Administrative inefficiency and concluding remarks
The tax administrators play a very important role while drafting a taxation provision, and it is their duty to consider and apply all the principles of taxation law in doing so. The idea of becoming a cashless economy is one of the most important objectives for India’s rapid growth, and the government’s intention to make it cashless is also proper. That said, due to ineffective tax administration and insertion of legal provisions like Section 194N, the government faces many hurdles while achieving the set objectives.
The whole idea of inserting Section 194N is based on a very clear intention. The government also clarified that the total/aggregate cash withdrawal from one or more accounts in a year would be considered to deduct tax at source. But there are various loopholes which are left open-ended, and the government has still not clarified their position.

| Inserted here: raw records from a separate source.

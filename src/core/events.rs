//! Shell event definitions

use tokio::sync::mpsc;

/// Sender for shell events - wraps a tokio unbounded channel so producers
/// (ticker, marker watcher, settings) don't depend on the channel type.
#[derive(Clone)]
pub struct EventSender {
    tx: mpsc::UnboundedSender<ShellEvent>,
}

impl EventSender {
    pub fn new(tx: mpsc::UnboundedSender<ShellEvent>) -> Self {
        Self { tx }
    }

    pub fn send(&self, event: ShellEvent) -> Result<(), mpsc::error::SendError<ShellEvent>> {
        self.tx.send(event)
    }
}

/// Everything that can trigger a reconciliation pass
#[derive(Debug, Clone, Copy, PartialEq, Eq)]
pub enum ShellEvent {
    /// Periodic refresh (clock, connectivity)
    Tick,

    /// One or more markers changed since the last poll
    StoreChanged,

    /// User preferences were saved or reset
    SettingsChanged,

    /// Stop the event loop
    Shutdown,
}

impl ShellEvent {
    /// Whether this event asks for a reconciliation pass
    pub fn triggers_pass(&self) -> bool {
        !matches!(self, ShellEvent::Shutdown)
    }
}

Firstly, the provision does not consider the business of currency exchange which involves a large number of cash transactions and whether those would be exempted from this provision. Secondly, Section 194N only considers those transactions which are made by the bank to the account holder and the sum of INR 1 crore would only include the cash withdrawals made by the account holder from his/her bank account. But this entire provision can be easily misused because there is no TDS on payment through uncrossed bearer cheque, and the amount paid through bearer cheque would not be considered while calculating the total cash withdrawal. For example, if A (an account holder) signs an uncrossed bearer cheque in the name of B (a family member or any other known person), then B can just withdraw money from A’s account and that transaction would not be taken into account while calculating all the transactions which are subject to TDS under Section 194N. This method can be used to easily misuse the said provision and a person who has already withdrawn INR 1 crore from his/her account can sign an uncrossed bearer cheque in some other person’s name and get the money withdrawn in his/her name.

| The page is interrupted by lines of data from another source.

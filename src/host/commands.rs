//! Host actions - OS operations delegated to external scripts
//!
//! Actions are symbolic; the command line for each comes from the
//! `[commands]` config section. Commands are spawned detached, the shell
//! never waits for them.

use super::HostError;
use crate::core::config::CommandConfig;
use crate::reconcile::Component;
use std::process::{Command, Stdio};
use tracing::{info, warn};

/// Placeholder replaced by the action argument in command templates
pub const VALUE_PLACEHOLDER: &str = "{value}";

/// Maximum volume percentage
pub const MAX_VOLUME: u8 = 100;

/// `update` argument selecting the system image
const SYSTEM_COMPONENT: &str = "system";

/// `network` argument selecting automatic network choice
const NETWORK_AUTO: &str = "auto";

#[derive(Debug, Clone, Copy, PartialEq, Eq)]
pub enum HostAction {
    SetVolume(u8),
    Mute,
    Unmute,
    EnablePairing,
    DebugLog,
    DayMode,
    NightMode,
    Reboot,
    Shutdown,
    AppStop,
    UpdateCheck,
    UpdateCancel,
    Update(Component),
    /// Install the downloaded system image
    UpdateSystem,
    /// Switch to a stored wifi network slot
    Network(u8),
    /// Let the network script pick a network
    NetworkAuto,
    HotspotStart,
    HotspotStop,
    BluetoothUnpair,
    /// Sync the RTC from NTP
    RtcSync,
    SetTime { hour: u8, minute: u8 },
    AudioTest,
}

impl HostAction {
    pub fn name(&self) -> &'static str {
        match self {
            HostAction::SetVolume(_) => "set-volume",
            HostAction::Mute => "mute",
            HostAction::Unmute => "unmute",
            HostAction::EnablePairing => "enable-pairing",
            HostAction::DebugLog => "debug-log",
            HostAction::DayMode => "day-mode",
            HostAction::NightMode => "night-mode",
            HostAction::Reboot => "reboot",
            HostAction::Shutdown => "shutdown",
            HostAction::AppStop => "app-stop",
            HostAction::UpdateCheck => "update-check",
            HostAction::UpdateCancel => "update-cancel",
            HostAction::Update(_) | HostAction::UpdateSystem => "update",
            HostAction::Network(_) | HostAction::NetworkAuto => "network",
            HostAction::HotspotStart => "hotspot-start",
            HostAction::HotspotStop => "hotspot-stop",
            HostAction::BluetoothUnpair => "bluetooth-unpair",
            HostAction::RtcSync => "rtc-sync",
            HostAction::SetTime { .. } => "set-time",
            HostAction::AudioTest => "audio-test",
        }
    }

    /// Parse an action name plus its optional argument
    pub fn parse(name: &str, value: Option<&str>) -> Result<HostAction, HostError> {
        let require = |action: &'static str| value.ok_or(HostError::MissingValue(action));
        let invalid = |action: &'static str, v: &str| HostError::InvalidValue {
            action,
            value: v.to_string(),
        };

        let action = match name {
            "set-volume" => {
                let v = require("set-volume")?;
                let volume: u32 = v.trim().parse().map_err(|_| invalid("set-volume", v))?;
                HostAction::SetVolume(volume.min(u32::from(MAX_VOLUME)) as u8)
            }
            "mute" => HostAction::Mute,
            "unmute" => HostAction::Unmute,
            "enable-pairing" => HostAction::EnablePairing,
            "debug-log" => HostAction::DebugLog,
            "day-mode" => HostAction::DayMode,
            "night-mode" => HostAction::NightMode,
            "reboot" => HostAction::Reboot,
            "shutdown" => HostAction::Shutdown,
            "app-stop" => HostAction::AppStop,
            "update-check" => HostAction::UpdateCheck,
            "update-cancel" => HostAction::UpdateCancel,
            "update" => match require("update")?.trim() {
                SYSTEM_COMPONENT => HostAction::UpdateSystem,
                v => HostAction::Update(Component::from_name(v).ok_or_else(|| invalid("update", v))?),
            },
            "network" => match require("network")?.trim() {
                NETWORK_AUTO => HostAction::NetworkAuto,
                v => HostAction::Network(v.parse().map_err(|_| invalid("network", v))?),
            },
            "hotspot-start" => HostAction::HotspotStart,
            "hotspot-stop" => HostAction::HotspotStop,
            "bluetooth-unpair" => HostAction::BluetoothUnpair,
            "rtc-sync" => HostAction::RtcSync,
            "set-time" => {
                let v = require("set-time")?;
                let (hour, minute) = v
                    .trim()
                    .split_once(':')
                    .and_then(|(h, m)| Some((h.parse::<u8>().ok()?, m.parse::<u8>().ok()?)))
                    .filter(|&(h, m)| h < 24 && m < 60)
                    .ok_or_else(|| invalid("set-time", v))?;
                HostAction::SetTime { hour, minute }
            }
            "audio-test" => HostAction::AudioTest,
            other => return Err(HostError::UnknownAction(other.to_string())),
        };
        Ok(action)
    }

    fn template<'a>(&self, commands: &'a CommandConfig) -> &'a [String] {
        match self {
            HostAction::SetVolume(_) => &commands.set_volume,
            HostAction::Mute => &commands.mute,
            HostAction::Unmute => &commands.unmute,
            HostAction::EnablePairing => &commands.enable_pairing,
            HostAction::DebugLog => &commands.debug_log,
            HostAction::DayMode => &commands.day_mode,
            HostAction::NightMode => &commands.night_mode,
            HostAction::Reboot => &commands.reboot,
            HostAction::Shutdown => &commands.shutdown,
            HostAction::AppStop => &commands.app_stop,
            HostAction::UpdateCheck => &commands.update_check,
            HostAction::UpdateCancel => &commands.update_cancel,
            HostAction::Update(_) | HostAction::UpdateSystem => &commands.update,
            HostAction::Network(_) | HostAction::NetworkAuto => &commands.network,
            HostAction::HotspotStart => &commands.hotspot_start,
            HostAction::HotspotStop => &commands.hotspot_stop,
            HostAction::BluetoothUnpair => &commands.bluetooth_unpair,
            HostAction::RtcSync => &commands.rtc_sync,
            HostAction::SetTime { .. } => &commands.set_time,
            HostAction::AudioTest => &commands.audio_test,
        }
    }

    fn value(&self) -> Option<String> {
        match self {
            HostAction::SetVolume(v) | HostAction::Network(v) => Some(v.to_string()),
            HostAction::Update(component) => Some(component.name().to_string()),
            HostAction::UpdateSystem => Some(SYSTEM_COMPONENT.to_string()),
            HostAction::NetworkAuto => Some(NETWORK_AUTO.to_string()),
            // autoapp_helper expects `H#M#`
            HostAction::SetTime { hour, minute } => Some(format!("{}#{}#", hour, minute)),
            _ => None,
        }
    }

    /// Command line for this action, or `None` when not configured
    pub fn argv(&self, commands: &CommandConfig) -> Option<Vec<String>> {
        let template = self.template(commands);
        if template.is_empty() {
            return None;
        }
        let value = self.value().unwrap_or_default();
        Some(
            template
                .iter()
                .map(|part| part.replace(VALUE_PLACEHOLDER, &value))
                .collect(),
        )
    }
}

/// What happened to an action
#[derive(Debug, Clone, Copy, PartialEq, Eq)]
pub enum RunOutcome {
    Spawned(u32),
    NotConfigured,
}

/// Spawns host action commands
#[derive(Debug, Clone)]
pub struct CommandRunner {
    commands: CommandConfig,
}

impl CommandRunner {
    pub fn new(commands: CommandConfig) -> Self {
        Self { commands }
    }

    pub fn run(&self, action: HostAction) -> Result<RunOutcome, HostError> {
        let Some(argv) = action.argv(&self.commands) else {
            info!("No command configured for {}", action.name());
            return Ok(RunOutcome::NotConfigured);
        };

        let (program, args) = argv
            .split_first()
            .ok_or(HostError::MissingValue("program"))?;
        info!("Running {}: {} {:?}", action.name(), program, args);

        let child = Command::new(program)
            .args(args)
            .stdin(Stdio::null())
            .stdout(Stdio::null())
            .stderr(Stdio::null())
            .spawn()
            .map_err(|source| {
                warn!("Failed to spawn {}: {}", program, source);
                HostError::Spawn {
                    program: program.clone(),
                    source,
                }
            })?;

        Ok(RunOutcome::Spawned(child.id()))
    }
}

As per the said provision, banking companies, co-operative societies and post offices are liable to deduct 2% on the cash withdrawal when the limit of INR 1 crore is crossed. However, there is already a huge pre-existing red-tapism in our banking system, and putting more burden on the banks is not an example of good tax administration. Keeping track of all the transactions to deduct TDS is a tough task, and this extra service undertaken by the banks could also lead to an increase in service charge or increase in any other cost which might indirectly hamper the customers or the account holders.
Lastly, if the intention of the government is to “levy” TDS, then a new category of tax should be introduced for levying tax on such transactions. The provision of levying TDS on cash withdrawal does not fit in the TDS regime as there is no income that is being generated and the cash given by the bank to its account holder can never be termed as a regular business transaction.